At our Jackfish SAGD Heverol (ph) project in Eastern Alberta, facilities are under construction and the first production wells were drilled during the third quarter. Just to remind you that Jackfish is a 300 million barrel project with first production scheduled for 2007 and full production of 35,000 barrels per day expected in 2008. We've mentioned in the past the potential for expanding the Jackfish project beyond the first phase. In that regard, we are currently evaluating our acreage immediately to the west of Jackfish where a second project, Jackfish 2, has the potential to add an additional 35,000 barrels per day of production and about 300 million additional barrels of reserves. We drilled 42 stratographic test wells last winter and plan to complete the delineation this winter drilling approximately 40 additional stratographic wells. If we decide to proceed with the project, construction on Jackfish 2 could begin as early as 2008 with initial production two years later.
Finally, moving to our international projects, starting in West Africa, I'll begin with our operations offshore Equatorial Guinea, where gross production from the Zafiro field remains strong, currently, roughly 260,000 barrels of oil per day, with Nev -- Devon 's net share running about 33,000 barrels per day. Also in Equatorial Guinea, we had two potentially significant off -- offshore discoveries during the third quarter. The Esmerelda (ph) exploratory well that we mentioned in last quarter's call, reached a total depth of 16,000 feet during the third quarter.
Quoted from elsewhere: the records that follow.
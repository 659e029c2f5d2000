//! Use-case services.
//!
//! # Responsibility
//! - Turn request-shaped input (query maps, JSON bodies) into repository
//!   calls for one entity.
//! - Keep transport layers decoupled from parsing and storage details.

pub mod entity_service;
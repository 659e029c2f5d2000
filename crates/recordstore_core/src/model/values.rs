//! Record instance: ordered, uniquely named, dynamically typed values.
//!
//! # Responsibility
//! - Carry one full or partial record between parsers, compilers and
//!   repositories.
//!
//! # Invariants
//! - Value order is insertion order and fixes INSERT column order, SET order
//!   and positional argument order.
//! - A `Values` keeps no reference to the `Fields` that validated it.

use crate::model::error::{ParseError, ParseResult};
use crate::model::fields::{Field, Fields};
use crate::model::ordered::{Iter, Keyed, OrderedMap};
use crate::model::types::{Scalar, ScalarType};
use serde::ser::SerializeMap;
use serde::{Serialize, Serializer};
use std::collections::HashMap;
use std::fmt::{Display, Formatter};

/// One named value of a record.
#[derive(Debug, Clone, PartialEq)]
pub struct Value {
    pub name: String,
    pub value: Scalar,
}

impl Keyed for Value {
    fn key(&self) -> &str {
        &self.name
    }
}

/// Ordered value set. Not synchronized; share behind a lock if needed.
#[derive(Debug, Clone, Default, PartialEq)]
pub struct Values {
    entries: OrderedMap<Value>,
}

impl Values {
    pub fn new() -> Self {
        Self::default()
    }

    /// Sets `name`, appending it or replacing its value in place.
    pub fn set(&mut self, name: impl Into<String>, value: impl Into<Scalar>) -> &mut Self {
        let name = name.into();
        let value = value.into();
        match self.entries.get_mut(&name) {
            Some(existing) => existing.value = value,
            None => {
                self.entries.insert(Value { name, value });
            }
        }
        self
    }

    pub fn unset(&mut self, name: &str) -> Option<Scalar> {
        self.entries.remove(name).map(|entry| entry.value)
    }

    pub fn get(&self, name: &str) -> Option<&Scalar> {
        self.entries.get(name).map(|entry| &entry.value)
    }

    pub fn contains(&self, name: &str) -> bool {
        self.entries.contains(name)
    }

    pub fn len(&self) -> usize {
        self.entries.len()
    }

    pub fn is_empty(&self) -> bool {
        self.entries.is_empty()
    }

    pub fn iter(&self) -> Iter<'_, Value> {
        self.entries.iter()
    }

    /// Builds a record from an unordered map; order follows map iteration.
    pub fn from_map(map: HashMap<String, Scalar>) -> Self {
        map.into_iter().collect()
    }

    pub fn to_map(&self) -> HashMap<String, Scalar> {
        self.iter()
            .map(|entry| (entry.name.clone(), entry.value.clone()))
            .collect()
    }

    /// Decodes a JSON object body against `fields`.
    ///
    /// Values come out in field order. Keys outside the schema are ignored,
    /// optional fields missing from the body are skipped, and JSON `null`
    /// becomes [`Scalar::Null`].
    ///
    /// # Errors
    /// - `InvalidJson` when the body is not a JSON object.
    /// - `MissingRequiredValue` when a required field is absent or null.
    /// - `ValueCoercion` when a value does not match its field kind.
    pub fn from_json(body: &str, fields: &Fields) -> ParseResult<Self> {
        let parsed: serde_json::Value = serde_json::from_str(body)?;
        let object = parsed
            .as_object()
            .ok_or_else(|| ParseError::InvalidJson("expected a json object".to_string()))?;

        let mut values = Self::new();
        for field in fields {
            match object.get(&field.name) {
                None | Some(serde_json::Value::Null) if field.required => {
                    return Err(ParseError::MissingRequiredValue(field.name.clone()));
                }
                None => continue,
                Some(raw) => {
                    values.set(field.name.clone(), json_to_scalar(field, raw)?);
                }
            }
        }

        Ok(values)
    }
}

fn json_to_scalar(field: &Field, raw: &serde_json::Value) -> ParseResult<Scalar> {
    if raw.is_null() {
        return Ok(Scalar::Null);
    }

    let scalar = match field.kind {
        ScalarType::Bool => raw.as_bool().map(Scalar::Bool),
        ScalarType::String => raw.as_str().map(Scalar::from),
        ScalarType::Int64 => raw.as_i64().map(Scalar::Int64),
        ScalarType::Float64 => raw.as_f64().map(Scalar::Float64),
    };

    scalar.ok_or_else(|| ParseError::ValueCoercion {
        attribute: field.name.clone(),
        expected: field.kind,
        literal: raw.to_string(),
    })
}

impl<N: Into<String>> FromIterator<(N, Scalar)> for Values {
    fn from_iter<I: IntoIterator<Item = (N, Scalar)>>(iter: I) -> Self {
        let mut values = Self::new();
        for (name, value) in iter {
            values.set(name, value);
        }
        values
    }
}

impl<'a> IntoIterator for &'a Values {
    type Item = &'a Value;
    type IntoIter = Iter<'a, Value>;

    fn into_iter(self) -> Self::IntoIter {
        self.iter()
    }
}

impl Serialize for Values {
    fn serialize<S: Serializer>(&self, serializer: S) -> Result<S::Ok, S::Error> {
        let mut map = serializer.serialize_map(Some(self.len()))?;
        for entry in self {
            map.serialize_entry(&entry.name, &entry.value)?;
        }
        map.end()
    }
}

impl Display for Values {
    fn fmt(&self, f: &mut Formatter<'_>) -> std::fmt::Result {
        for (position, entry) in self.iter().enumerate() {
            if position > 0 {
                f.write_str(", ")?;
            }
            write!(f, "{}:{}", entry.name, entry.value)?;
        }
        Ok(())
    }
}

#[cfg(test)]
mod tests {
    use super::Values;
    use crate::model::error::ParseError;
    use crate::model::fields::Fields;
    use crate::model::types::{Scalar, ScalarType};
    use std::collections::HashMap;

    fn product_fields() -> Fields {
        let mut fields = Fields::new();
        fields
            .set("+name", ScalarType::String)
            .set("price", ScalarType::Float64)
            .set("stock", ScalarType::Int64)
            .set("active", ScalarType::Bool);
        fields
    }

    #[test]
    fn set_then_get_and_replace_keeps_position() {
        let mut values = Values::new();
        values.set("name", "Apple").set("price", 3.5).set("stock", 10i64);
        assert_eq!(values.get("price"), Some(&Scalar::Float64(3.5)));

        values.set("name", "Pear");
        assert_eq!(values.len(), 3);
        assert_eq!(values.iter().next().map(|v| v.name.as_str()), Some("name"));
        assert_eq!(values.get("name"), Some(&Scalar::from("Pear")));
    }

    #[test]
    fn unset_sole_value_empties_collection() {
        let mut values = Values::new();
        values.set("id", "abc");
        assert_eq!(values.unset("id"), Some(Scalar::from("abc")));
        assert!(values.is_empty());
        assert_eq!(values.len(), 0);
        assert_eq!(values.unset("id"), None);
    }

    #[test]
    fn map_round_trip_preserves_pairs() {
        let mut map = HashMap::new();
        map.insert("name".to_string(), Scalar::from("Apple"));
        map.insert("price".to_string(), Scalar::Float64(3.5));
        map.insert("deleted".to_string(), Scalar::Null);

        let values = Values::from_map(map.clone());
        assert_eq!(values.len(), 3);
        assert_eq!(values.to_map(), map);
    }

    #[test]
    fn from_json_follows_field_order_and_ignores_unknown_keys() {
        let body = r#"{"active": false, "unknown": 1, "price": 3, "name": "Apple"}"#;
        let values = Values::from_json(body, &product_fields()).unwrap();

        let names: Vec<_> = values.iter().map(|v| v.name.as_str()).collect();
        assert_eq!(names, vec!["name", "price", "active"]);
        assert_eq!(values.get("price"), Some(&Scalar::Float64(3.0)));
        assert_eq!(values.get("active"), Some(&Scalar::Bool(false)));
    }

    #[test]
    fn from_json_rejects_missing_required_value() {
        let err = Values::from_json(r#"{"price": 1.5}"#, &product_fields()).unwrap_err();
        assert_eq!(err, ParseError::MissingRequiredValue("name".to_string()));

        let err = Values::from_json(r#"{"name": null}"#, &product_fields()).unwrap_err();
        assert_eq!(err, ParseError::MissingRequiredValue("name".to_string()));
    }

    #[test]
    fn from_json_rejects_kind_mismatch() {
        let err = Values::from_json(r#"{"name": "x", "stock": 2.5}"#, &product_fields())
            .unwrap_err();
        assert!(matches!(
            err,
            ParseError::ValueCoercion { ref attribute, expected: ScalarType::Int64, .. }
                if attribute == "stock"
        ));

        let err = Values::from_json(r#"{"name": 5}"#, &product_fields()).unwrap_err();
        assert!(matches!(err, ParseError::ValueCoercion { .. }));
    }

    #[test]
    fn from_json_maps_null_and_rejects_non_objects() {
        let values = Values::from_json(r#"{"name": "x", "stock": null}"#, &product_fields())
            .unwrap();
        assert_eq!(values.get("stock"), Some(&Scalar::Null));

        let err = Values::from_json("[1, 2]", &product_fields()).unwrap_err();
        assert!(matches!(err, ParseError::InvalidJson(_)));
        let err = Values::from_json("{", &product_fields()).unwrap_err();
        assert!(matches!(err, ParseError::InvalidJson(_)));
    }

    #[test]
    fn serializes_as_ordered_object() {
        let mut values = Values::new();
        values.set("z", 1i64).set("a", Scalar::Null).set("m", "x");
        assert_eq!(
            serde_json::to_string(&values).unwrap(),
            r#"{"z":1,"a":null,"m":"x"}"#
        );
        assert_eq!(values.to_string(), r#"z:1, a:null, m:"x""#);
    }
}
//! Connection bootstrap utilities for SQLite.
//!
//! # Responsibility
//! - Open file or in-memory SQLite connections.
//! - Configure connection pragmas required by repository behavior.
//!
//! # Invariants
//! - Returned connections have `foreign_keys=ON` and a busy timeout.

use super::DbResult;
use log::{error, info};
use rusqlite::Connection;
use std::path::Path;
use std::time::{Duration, Instant};

const BUSY_TIMEOUT: Duration = Duration::from_secs(5);

/// Opens (or creates) a SQLite database file.
///
/// # Side effects
/// - Applies connection pragmas.
/// - Emits `db_open` logging events with duration and status.
pub fn open_db(path: impl AsRef<Path>) -> DbResult<Connection> {
    let started_at = Instant::now();
    info!("event=db_open module=db status=start mode=file");

    let conn = match Connection::open(path) {
        Ok(conn) => conn,
        Err(err) => {
            error!(
                "event=db_open module=db status=error mode=file duration_ms={} error_code=db_open_failed error={}",
                started_at.elapsed().as_millis(),
                err
            );
            return Err(err.into());
        }
    };

    match bootstrap_connection(&conn) {
        Ok(()) => {
            info!(
                "event=db_open module=db status=ok mode=file duration_ms={}",
                started_at.elapsed().as_millis()
            );
            Ok(conn)
        }
        Err(err) => {
            error!(
                "event=db_open module=db status=error mode=file duration_ms={} error_code=db_bootstrap_failed error={}",
                started_at.elapsed().as_millis(),
                err
            );
            Err(err)
        }
    }
}

/// Opens a private in-memory SQLite database.
///
/// # Side effects
/// - Applies connection pragmas.
/// - Emits `db_open` logging events with duration and status.
pub fn open_db_in_memory() -> DbResult<Connection> {
    let started_at = Instant::now();
    info!("event=db_open module=db status=start mode=memory");

    let conn = match Connection::open_in_memory() {
        Ok(conn) => conn,
        Err(err) => {
            error!(
                "event=db_open module=db status=error mode=memory duration_ms={} error_code=db_open_failed error={}",
                started_at.elapsed().as_millis(),
                err
            );
            return Err(err.into());
        }
    };

    match bootstrap_connection(&conn) {
        Ok(()) => {
            info!(
                "event=db_open module=db status=ok mode=memory duration_ms={}",
                started_at.elapsed().as_millis()
            );
            Ok(conn)
        }
        Err(err) => {
            error!(
                "event=db_open module=db status=error mode=memory duration_ms={} error_code=db_bootstrap_failed error={}",
                started_at.elapsed().as_millis(),
                err
            );
            Err(err)
        }
    }
}

fn bootstrap_connection(conn: &Connection) -> DbResult<()> {
    conn.execute_batch("PRAGMA foreign_keys = ON;")?;
    conn.busy_timeout(BUSY_TIMEOUT)?;
    Ok(())
}

#[cfg(test)]
mod tests {
    use super::{open_db, open_db_in_memory};

    #[test]
    fn in_memory_connection_enables_foreign_keys() {
        let conn = open_db_in_memory().unwrap();
        let enabled: i64 = conn
            .query_row("PRAGMA foreign_keys;", [], |row| row.get(0))
            .unwrap();
        assert_eq!(enabled, 1);
    }

    #[test]
    fn file_connection_creates_database() {
        let dir = tempfile::tempdir().unwrap();
        let path = dir.path().join("records.sqlite3");
        let conn = open_db(&path).unwrap();
        conn.execute_batch("CREATE TABLE t (id TEXT PRIMARY KEY);")
            .unwrap();
        assert!(path.exists());
    }
}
Esmerelda is located on Block B near the Zafiro field and in operated by Exxon Mobil's affiliate Mobil Equatorial Guinea Inc. The Esmerelda well encountered hydrocarbons in three zones in the myocene formation. The most significant of these zones had 90 feet of net gas condensate pay. This appears to be a complex reservoir system that will require further drilling to confirm commerciality and to determine the path forward. However, we're excited about the discovery and its potential.
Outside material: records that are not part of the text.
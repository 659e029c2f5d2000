use recordstore_core::db::open_db_in_memory;
use recordstore_core::{
    Context, Entity, EntityService, Fields, ParseError, QueryMap, RepoError, Scalar, ScalarType,
    SqliteRepository,
};
use rusqlite::Connection;

fn setup() -> Connection {
    let conn = open_db_in_memory().unwrap();
    conn.execute_batch(
        "CREATE TABLE people (
            id TEXT PRIMARY KEY,
            name TEXT NOT NULL,
            age INTEGER,
            active INTEGER
        );",
    )
    .unwrap();
    conn
}

fn people() -> Entity {
    let mut fields = Fields::new();
    fields
        .set("id", ScalarType::String)
        .set("+name", ScalarType::String)
        .set("age", ScalarType::Int64)
        .set("active", ScalarType::Bool);
    Entity::new("people", fields)
}

fn query(pairs: &[(&str, &str)]) -> QueryMap {
    let mut map = QueryMap::new();
    for (key, value) in pairs {
        map.entry(key.to_string())
            .or_default()
            .push(value.to_string());
    }
    map
}

#[test]
fn json_create_then_filtered_list() {
    let conn = setup();
    let service = EntityService::new(SqliteRepository::new(&conn), people());
    let ctx = Context::background();

    for body in [
        r#"{"name":"Ada","age":36,"active":true}"#,
        r#"{"name":"Brian","age":17,"active":true}"#,
        r#"{"name":"Chen","age":52,"active":false,"nickname":"ignored"}"#,
    ] {
        service.create_from_json(&ctx, body).unwrap();
    }

    let adults = service
        .list_from_query(
            &ctx,
            &query(&[("age", "gte:18"), ("__sort", "-age"), ("__limit", "10")]),
        )
        .unwrap();
    let names: Vec<_> = adults
        .iter()
        .filter_map(|person| person.get("name").and_then(Scalar::as_str))
        .collect();
    assert_eq!(names, vec!["Chen", "Ada"]);

    let active = service
        .list_from_query(&ctx, &query(&[("active", "true")]))
        .unwrap();
    assert_eq!(active.len(), 2);
}

#[test]
fn partial_update_and_delete_by_query() {
    let conn = setup();
    let service = EntityService::new(SqliteRepository::new(&conn), people());
    let ctx = Context::background();

    let id = service
        .create_from_json(&ctx, r#"{"name":"Ada","age":36}"#)
        .unwrap();
    service
        .update_from_json(&ctx, &id, r#"{"age":37}"#)
        .unwrap();

    let loaded = service.get(&ctx, &id).unwrap();
    assert_eq!(loaded.get("name"), Some(&Scalar::from("Ada")));
    assert_eq!(loaded.get("age"), Some(&Scalar::Int64(37)));

    service
        .delete_where_from_query(&ctx, &query(&[("name", "li:A%")]))
        .unwrap();
    assert!(service.get(&ctx, &id).unwrap_err().is_not_found());
    assert!(service.delete(&ctx, &id).unwrap_err().is_not_found());
}

#[test]
fn parse_failures_surface_before_storage() {
    let conn = setup();
    let service = EntityService::new(SqliteRepository::new(&conn), people());
    let ctx = Context::background();

    let err = service.create_from_json(&ctx, r#"{"age":3}"#).unwrap_err();
    assert!(matches!(
        err,
        RepoError::Parse(ParseError::MissingRequiredValue(ref name)) if name == "name"
    ));

    let err = service
        .list_from_query(&ctx, &query(&[("active", "gt:true")]))
        .unwrap_err();
    assert!(matches!(
        err,
        RepoError::Parse(ParseError::InvalidConditionOperator { .. })
    ));

    let err = service
        .list_from_query(&ctx, &query(&[("__sort", "height")]))
        .unwrap_err();
    assert!(matches!(
        err,
        RepoError::Parse(ParseError::UnknownSortAttribute(_))
    ));

    let err = service
        .update_from_json(&ctx, "any", "[1,2]")
        .unwrap_err();
    assert!(matches!(err, RepoError::Parse(ParseError::InvalidJson(_))));
}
In 2006, we plan to reprocess seismic data that will help us better understand the reservoir system and potentially drill a follow-up well in late 2006 or early 2007. Devon has a 23.75% work interest in in Esmerelda. We also had a third quarter discover on the Vemus (ph) prospect, which is located on Block P in Equatorial Guinea. Vemus is operated by Devon and the exploratory well was drilled to 7,100 feet and encountered about 150 feet of net oil pay. The well was subsequently sidetracked down dip to delineate the discovery and logged 114 feet of net oil pay. The hydrocarbon system at Vemus consists of multiple channel sands similar to the Zafiro field. A good deal of technical analysis and further drilling is required to define the reservoir and to determine commerciality. Detailed seismic interpretation and ABO analysis is planned for 2006 and we plan to drill as many as three additional wells in this area next year. We're excited about the implications of the discovery and its potential to become another significant field for Devon in West Africa. The Vemus prospect is in relatively shallow water and is close to shore and could be brought on produ -- production by 2008. Devon has a 38.4% working interest in Block P.
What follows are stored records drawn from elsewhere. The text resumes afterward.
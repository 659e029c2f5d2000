//! Scalar type system shared by schemas, records and conditions.
//!
//! # Responsibility
//! - Define the closed set of scalar kinds a field can declare.
//! - Provide type-directed defaults and string coercion.
//!
//! # Invariants
//! - Coercion is strict: booleans accept only `true`/`false`, numbers use
//!   locale-free parsing.
//! - `Scalar::Null` carries no kind and stands for an absent/NULL value.

use serde::{Deserialize, Serialize};
use std::fmt::{Display, Formatter};
use std::str::FromStr;

/// Declared kind of a field.
#[derive(Debug, Clone, Copy, PartialEq, Eq, Hash, Serialize, Deserialize)]
#[serde(rename_all = "lowercase")]
pub enum ScalarType {
    Bool,
    String,
    Int64,
    Float64,
}

impl ScalarType {
    /// Stable wire name (`bool`, `string`, `int64`, `float64`).
    pub fn name(self) -> &'static str {
        match self {
            Self::Bool => "bool",
            Self::String => "string",
            Self::Int64 => "int64",
            Self::Float64 => "float64",
        }
    }

    /// Default value used when a record is seeded from a schema.
    ///
    /// Booleans default to `true`, matching the stored-record convention of
    /// the records this crate reads and writes.
    pub fn default_value(self) -> Scalar {
        match self {
            Self::Bool => Scalar::Bool(true),
            Self::String => Scalar::String(String::new()),
            Self::Int64 => Scalar::Int64(0),
            Self::Float64 => Scalar::Float64(0.0),
        }
    }

    /// Coerces a raw literal into a scalar of this kind.
    ///
    /// Returns `None` when the literal is not a valid value of the kind.
    pub fn coerce(self, literal: &str) -> Option<Scalar> {
        match self {
            Self::Bool => match literal {
                "true" => Some(Scalar::Bool(true)),
                "false" => Some(Scalar::Bool(false)),
                _ => None,
            },
            Self::String => Some(Scalar::String(literal.to_string())),
            Self::Int64 => literal.parse::<i64>().ok().map(Scalar::Int64),
            Self::Float64 => literal.parse::<f64>().ok().map(Scalar::Float64),
        }
    }
}

impl Display for ScalarType {
    fn fmt(&self, f: &mut Formatter<'_>) -> std::fmt::Result {
        f.write_str(self.name())
    }
}

impl FromStr for ScalarType {
    type Err = String;

    fn from_str(value: &str) -> Result<Self, Self::Err> {
        match value {
            "bool" => Ok(Self::Bool),
            "string" => Ok(Self::String),
            "int64" => Ok(Self::Int64),
            "float64" => Ok(Self::Float64),
            other => Err(format!(
                "unsupported scalar type `{other}`; expected bool|string|int64|float64"
            )),
        }
    }
}

/// Dynamically-typed runtime value.
///
/// Serialized untagged, so JSON `null`, `true`, `"x"`, `5` and `5.5` map to
/// the matching variants.
#[derive(Debug, Clone, PartialEq, Default, Serialize, Deserialize)]
#[serde(untagged)]
pub enum Scalar {
    #[default]
    Null,
    Bool(bool),
    Int64(i64),
    Float64(f64),
    String(String),
}

impl Scalar {
    /// Returns the kind held, or `None` for `Null`.
    pub fn kind(&self) -> Option<ScalarType> {
        match self {
            Self::Null => None,
            Self::Bool(_) => Some(ScalarType::Bool),
            Self::String(_) => Some(ScalarType::String),
            Self::Int64(_) => Some(ScalarType::Int64),
            Self::Float64(_) => Some(ScalarType::Float64),
        }
    }

    pub fn is_null(&self) -> bool {
        matches!(self, Self::Null)
    }

    pub fn as_bool(&self) -> Option<bool> {
        match self {
            Self::Bool(value) => Some(*value),
            _ => None,
        }
    }

    pub fn as_str(&self) -> Option<&str> {
        match self {
            Self::String(value) => Some(value.as_str()),
            _ => None,
        }
    }

    pub fn as_i64(&self) -> Option<i64> {
        match self {
            Self::Int64(value) => Some(*value),
            _ => None,
        }
    }

    pub fn as_f64(&self) -> Option<f64> {
        match self {
            Self::Float64(value) => Some(*value),
            _ => None,
        }
    }
}

impl Display for Scalar {
    fn fmt(&self, f: &mut Formatter<'_>) -> std::fmt::Result {
        match self {
            Self::Null => f.write_str("null"),
            Self::Bool(value) => write!(f, "{value}"),
            Self::String(value) => write!(f, "{value:?}"),
            Self::Int64(value) => write!(f, "{value}"),
            Self::Float64(value) => write!(f, "{value:?}"),
        }
    }
}

impl From<bool> for Scalar {
    fn from(value: bool) -> Self {
        Self::Bool(value)
    }
}

impl From<&str> for Scalar {
    fn from(value: &str) -> Self {
        Self::String(value.to_string())
    }
}

impl From<String> for Scalar {
    fn from(value: String) -> Self {
        Self::String(value)
    }
}

impl From<i64> for Scalar {
    fn from(value: i64) -> Self {
        Self::Int64(value)
    }
}

impl From<i32> for Scalar {
    fn from(value: i32) -> Self {
        Self::Int64(i64::from(value))
    }
}

impl From<f64> for Scalar {
    fn from(value: f64) -> Self {
        Self::Float64(value)
    }
}

impl<T: Into<Scalar>> From<Option<T>> for Scalar {
    fn from(value: Option<T>) -> Self {
        value.map_or(Self::Null, Into::into)
    }
}

#[cfg(test)]
mod tests {
    use super::{Scalar, ScalarType};

    #[test]
    fn bool_coercion_is_strict() {
        assert_eq!(ScalarType::Bool.coerce("true"), Some(Scalar::Bool(true)));
        assert_eq!(ScalarType::Bool.coerce("false"), Some(Scalar::Bool(false)));
        assert_eq!(ScalarType::Bool.coerce("True"), None);
        assert_eq!(ScalarType::Bool.coerce("0"), None);
        assert_eq!(ScalarType::Bool.coerce("No"), None);
    }

    #[test]
    fn numeric_coercion_uses_plain_parsing() {
        assert_eq!(ScalarType::Int64.coerce("12500"), Some(Scalar::Int64(12500)));
        assert_eq!(ScalarType::Int64.coerce("-3"), Some(Scalar::Int64(-3)));
        assert_eq!(ScalarType::Int64.coerce("1,000"), None);
        assert_eq!(ScalarType::Int64.coerce("2.5"), None);
        assert_eq!(
            ScalarType::Float64.coerce("12.75"),
            Some(Scalar::Float64(12.75))
        );
        assert_eq!(ScalarType::Float64.coerce("3,14"), None);
    }

    #[test]
    fn string_coercion_keeps_literal() {
        assert_eq!(
            ScalarType::String.coerce("a:b"),
            Some(Scalar::String("a:b".to_string()))
        );
    }

    #[test]
    fn defaults_follow_kind() {
        assert_eq!(ScalarType::Bool.default_value(), Scalar::Bool(true));
        assert_eq!(ScalarType::String.default_value(), Scalar::String(String::new()));
        assert_eq!(ScalarType::Int64.default_value(), Scalar::Int64(0));
        assert_eq!(ScalarType::Float64.default_value(), Scalar::Float64(0.0));
    }

    #[test]
    fn type_names_round_trip_through_from_str() {
        for kind in [
            ScalarType::Bool,
            ScalarType::String,
            ScalarType::Int64,
            ScalarType::Float64,
        ] {
            assert_eq!(kind.name().parse::<ScalarType>(), Ok(kind));
        }
        assert!("int".parse::<ScalarType>().is_err());
    }

    #[test]
    fn scalar_json_is_untagged() {
        let parsed: Vec<Scalar> = serde_json::from_str(r#"[null, true, 5, 5.5, "x"]"#).unwrap();
        assert_eq!(
            parsed,
            vec![
                Scalar::Null,
                Scalar::Bool(true),
                Scalar::Int64(5),
                Scalar::Float64(5.5),
                Scalar::String("x".to_string()),
            ]
        );
        assert_eq!(serde_json::to_string(&Scalar::Null).unwrap(), "null");
    }

    #[test]
    fn option_converts_to_null() {
        assert_eq!(Scalar::from(None::<i64>), Scalar::Null);
        assert_eq!(Scalar::from(Some("x")), Scalar::String("x".to_string()));
    }
}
We see these two discoveries as potentially significant additions to the overall exploration effort in Equatorial Guinea. We expect them to contribute to the stable, long-term production base for Equatorial Guinea thereby reinforcing the current producing fields.
Also in West Africa, we have a couple of high potential wildcats that are planned for the fourth quarter. In Equatorial Guinea, again, we plan to test the Siete (ph) prospect in Block N and in Angola on Block 10 we expect to test the Ingivai (pg) prospect. Ingivai is the first of two exploratory tests planned for this block.
Turning to Brazil, our Palbo (ph) development project on offshore block BM-C-8 continues to move ahead on schedule and we -- as we negotiate contracts for the necessary production equipment and facilities. A final development plan was submitted to Brazil's national petroleum agency in September and we expect approval in November. We expect to begin construction in January with first production projected for the second half of 2007. While we described Palbo as a 50 million barrel resource, we believe there's considerable additional potential on the block. We plan to drill three additional wells at BM-C-8 next year in hopes of expanding the limits of the field.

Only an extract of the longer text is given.